* Work instructions
In the records below, which lines include "warn"? Copy them.
--- START ---
//! Orphan cleanup: delete local documents in ranges this shard neither owns
//! nor is receiving.

use std::sync::Arc;

use super::range_deleter::{DeleteBudget, RangeDeleter};
use crate::config::CleanupConfig;
use crate::error::{Error, Result};
use crate::keys::{ChunkRange, Document, ShardKey};
use crate::metadata::MetadataStore;
use crate::metrics::ShardingMetrics;
use crate::types::Namespace;

/// Result of one `cleanupOrphaned` call.
#[derive(Debug, Clone, Default)]
pub struct CleanupOutcome {
    /// Where the next call should start. `None` once the end of the key
    /// space has been reached.
    pub stopped_at_key: Option<ShardKey>,
    /// Documents deleted by this call.
    pub deleted: u64,
    /// The orphan range that was processed, if any.
    pub range: Option<ChunkRange>,
}

/// Reconciles stored documents against the shard's ownership metadata.
///
/// Each call handles at most one orphan range and at most one budget's worth
/// of deletions, so callers loop on `stopped_at_key` until it is `None`.
pub struct OrphanCleaner {
    metadata: Arc<MetadataStore>,
    deleter: Arc<RangeDeleter>,
    config: CleanupConfig,
    metrics: Arc<ShardingMetrics>,
}

impl OrphanCleaner {
    pub fn new(
        metadata: Arc<MetadataStore>,
        deleter: Arc<RangeDeleter>,
        config: CleanupConfig,
        metrics: Arc<ShardingMetrics>,
    ) -> Self {
        Self {
            metadata,
            deleter,
            config,
            metrics,
        }
    }

    /// Delete orphaned documents in the first orphan range at or after
    /// `starting_from_key`.
    pub async fn cleanup_orphaned(
        &self,
        ns: &Namespace,
        starting_from_key: Option<&Document>,
        secondary_throttle: bool,
    ) -> Result<CleanupOutcome> {
        let snapshot = match self.metadata.reload(ns).await {
            Ok(snapshot) => snapshot,
            Err(Error::ConfigUnreachable(reason)) => {
                tracing::warn!(ns = %ns, %reason, "could not refresh metadata, cleaning up with cached metadata");
                self.metadata.get_metadata(ns)
            }
            Err(e) => return Err(e),
        };
        let Some(snapshot) = snapshot else {
            tracing::info!(ns = %ns, "collection is not sharded, nothing to clean up");
            return Ok(CleanupOutcome::default());
        };

        let pattern = snapshot.key_pattern();
        let from = match starting_from_key {
            Some(doc) => pattern.parse_key(doc)?,
            None => pattern.global_min(),
        };

        let Some(orphan_range) = snapshot.next_orphan_range(&from) else {
            tracing::info!(ns = %ns, from = %from, "no orphan ranges remain");
            self.metrics.record_cleanup(0);
            return Ok(CleanupOutcome::default());
        };

        tracing::info!(
            ns = %ns,
            range = %orphan_range,
            shard_version = %snapshot.shard_version(),
            secondary_throttle,
            "deleting orphaned documents"
        );

        let metadata = &self.metadata;
        let outcome = self
            .deleter
            .delete_range(
                ns,
                pattern,
                &orphan_range,
                |key| {
                    // A range reserved after the snapshot was taken is not orphaned either.
                    !snapshot.is_owned_or_pending(key)
                        && metadata
                            .get_metadata(ns)
                            .map_or(true, |latest| !latest.is_owned_or_pending(key))
                },
                DeleteBudget::from(&self.config),
                secondary_throttle,
            )
            .await
            .map_err(|e| {
                tracing::warn!(ns = %ns, range = %orphan_range, error = %e, "orphan cleanup aborted");
                e
            })?;

        let stopped_at_key = if outcome.stopped_early {
            outcome.last_deleted.clone()
        } else if orphan_range.max() == &pattern.global_max() {
            None
        } else {
            Some(orphan_range.max().clone())
        };

        self.metrics.record_cleanup(outcome.deleted);
        tracing::info!(
            ns = %ns,
            range = %orphan_range,
            deleted = outcome.deleted,
            stopped_at_key = ?stopped_at_key.as_ref().map(|k| k.to_string()),
            "orphan cleanup batch finished"
        );

        Ok(CleanupOutcome {
            stopped_at_key,
            deleted: outcome.deleted,
            range: Some(orphan_range),
        })
    }
}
--- END ---
* Expected answer
                tracing::warn!(ns = %ns, %reason, "could not refresh metadata, cleaning up with cached metadata");
                tracing::warn!(ns = %ns, range = %orphan_range, error = %e, "orphan cleanup aborted");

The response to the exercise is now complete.